The West Des Moines Community School District has stopped the Valley football team’s volunteer chaplain from praying with players before and after games.
In a statement Monday, West Des Moines Superintendent Lisa Remy said the district received written concerns from parents that the prayers were a violation of the First Amendment.
In turn, the district asked “self-described chaplain” Chris Barr to refrain from working with the team while the concerns are reviewed by the district’s legal counsel, Remy said.
Barr did not pray with players Friday night when Valley hosted Waukee.
Praying at public school sporting events has raised concerns across the country.
An online petition to “Keep Chris Barr as Tigers Chaplain” started by a Valley football player, said members of the Valley team walked from the midfield logo to the end zone and kneeled to pray before Friday’s game in support of Barr.
The petition had more than 1,200 supporters before it closed Monday morning.
“It is necessary for district administration to work with the athletic director and coaches to determine and make appropriate changes,” Remy said.
Barr is not an employee of the district. He works with West Des Moines Community Schools Fellowship of Christian Athletes, an independent organization that works with Christian students enrolled in West Des Moines schools. According to the district’s website, Fellowship of Christian Athletes holds meetings twice a month on Monday nights in the Valley High School cafeteria.
Barr could not be reached at time of publication.
Some states have enacted laws to address prayer in public schools.
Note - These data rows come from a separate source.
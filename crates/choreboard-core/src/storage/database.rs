//! SQLite-backed key-value storage.
//!
//! Holds small pieces of per-device state, most importantly the assignment
//! seen markers. The schema is a single `kv` table.

use std::path::Path;

use rusqlite::{params, Connection};

use super::data_dir;
use crate::error::{DatabaseError, Result};

const SCHEMA_VERSION: i64 = 1;

/// SQLite database for per-device state.
pub struct Database {
    conn: Connection,
}

impl Database {
    /// Open the database at `~/.config/choreboard/choreboard.db`.
    ///
    /// Creates the database file and schema if they don't exist.
    ///
    /// # Errors
    /// Returns an error if the database cannot be opened or migrated.
    pub fn open() -> Result<Self> {
        let path = data_dir()?.join("choreboard.db");
        Self::open_at(&path)
    }

    /// Open (or create) the database file at `path`.
    pub fn open_at(path: &Path) -> Result<Self> {
        let conn = Connection::open(path).map_err(|source| DatabaseError::OpenFailed {
            path: path.to_path_buf(),
            source,
        })?;
        let db = Self { conn };
        db.migrate()?;
        Ok(db)
    }

    /// Open an in-memory database (for tests).
    pub fn open_memory() -> Result<Self> {
        let conn = Connection::open_in_memory().map_err(DatabaseError::from)?;
        let db = Self { conn };
        db.migrate()?;
        Ok(db)
    }

    fn migrate(&self) -> Result<(), DatabaseError> {
        let version: i64 = self
            .conn
            .query_row("PRAGMA user_version", [], |row| row.get(0))?;
        if version >= SCHEMA_VERSION {
            return Ok(());
        }

        self.conn
            .execute_batch(
                "CREATE TABLE IF NOT EXISTS kv (
                    key   TEXT PRIMARY KEY,
                    value TEXT NOT NULL
                );",
            )
            .map_err(|e| DatabaseError::MigrationFailed(e.to_string()))?;
        self.conn
            .pragma_update(None, "user_version", SCHEMA_VERSION)
            .map_err(|e| DatabaseError::MigrationFailed(e.to_string()))?;
        Ok(())
    }

    /// Get a value from the kv store.
    pub fn kv_get(&self, key: &str) -> Result<Option<String>, DatabaseError> {
        let mut stmt = self.conn.prepare("SELECT value FROM kv WHERE key = ?1")?;
        let result = stmt.query_row(params![key], |row| row.get::<_, String>(0));
        match result {
            Ok(v) => Ok(Some(v)),
            Err(rusqlite::Error::QueryReturnedNoRows) => Ok(None),
            Err(e) => Err(e.into()),
        }
    }

    /// Set a value in the kv store.
    pub fn kv_set(&self, key: &str, value: &str) -> Result<(), DatabaseError> {
        self.conn.execute(
            "INSERT OR REPLACE INTO kv (key, value) VALUES (?1, ?2)",
            params![key, value],
        )?;
        Ok(())
    }

    /// Set a value only if the key is absent. Returns whether it was written.
    pub fn kv_insert_if_absent(&self, key: &str, value: &str) -> Result<bool, DatabaseError> {
        let changed = self.conn.execute(
            "INSERT OR IGNORE INTO kv (key, value) VALUES (?1, ?2)",
            params![key, value],
        )?;
        Ok(changed > 0)
    }

    /// All `(key, value)` pairs whose key starts with `prefix`, ordered by key.
    pub fn kv_scan_prefix(&self, prefix: &str) -> Result<Vec<(String, String)>, DatabaseError> {
        let mut stmt = self.conn.prepare(
            "SELECT key, value FROM kv WHERE substr(key, 1, length(?1)) = ?1 ORDER BY key",
        )?;
        let rows = stmt.query_map(params![prefix], |row| {
            Ok((row.get::<_, String>(0)?, row.get::<_, String>(1)?))
        })?;
        let mut out = Vec::new();
        for row in rows {
            out.push(row?);
        }
        Ok(out)
    }
}
use choreboard_core::Config;
use clap::{Parser, Subcommand, ValueEnum};
use tracing_subscriber::{fmt, EnvFilter};

mod commands;

#[derive(Debug, Copy, Clone, Eq, PartialEq, ValueEnum)]
enum LogFormat {
    Text,
    Json,
}

#[derive(Parser)]
#[command(name = "choreboard", version, about = "Choreboard CLI")]
struct Cli {
    /// Log output format (defaults to `logging.json` in the config)
    #[arg(long, value_enum, global = true)]
    log_format: Option<LogFormat>,

    #[command(subcommand)]
    command: Commands,
}

#[derive(Subcommand)]
enum Commands {
    /// Play and check celebration overlays
    Celebrate {
        #[command(subcommand)]
        action: commands::celebrate::CelebrateAction,
    },
    /// Task assignment prompts
    Prompts {
        #[command(subcommand)]
        action: commands::prompts::PromptsAction,
    },
    /// Configuration management
    Config {
        #[command(subcommand)]
        action: commands::config::ConfigAction,
    },
}

fn main() {
    let cli = Cli::parse();
    let config = Config::load_or_default();
    init_tracing(&config, cli.log_format);

    let result = match cli.command {
        Commands::Celebrate { action } => commands::celebrate::run(action, &config),
        Commands::Prompts { action } => commands::prompts::run(action),
        Commands::Config { action } => commands::config::run(action),
    };

    if let Err(e) = result {
        eprintln!("error: {e}");
        std::process::exit(1);
    }
}

/// Logs go to stderr so stdout stays machine-readable.
fn init_tracing(config: &Config, format: Option<LogFormat>) {
    let filter = EnvFilter::try_from_default_env()
        .or_else(|_| EnvFilter::try_new(&config.logging.level))
        .unwrap_or_else(|_| EnvFilter::new("info"));
    let json = match format {
        Some(format) => format == LogFormat::Json,
        None => config.logging.json,
    };

    let builder = fmt().with_env_filter(filter).with_writer(std::io::stderr);
    if json {
        builder.json().init();
    } else {
        builder.init();
    }
}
Iowa has not, but it still must follow federal laws regarding religion in public school.
So what exactly is prohibited by law?
- Leading official prayers, even if students are allowed to leave the room
- Requiring a moment of silence when the clear purpose is religious
- Conducting prayers over school’s loudspeaker system before football games, even if led by students
- Teaching a specific religion as the truth (history or traditions of various religions can be taught as part of history or sociology)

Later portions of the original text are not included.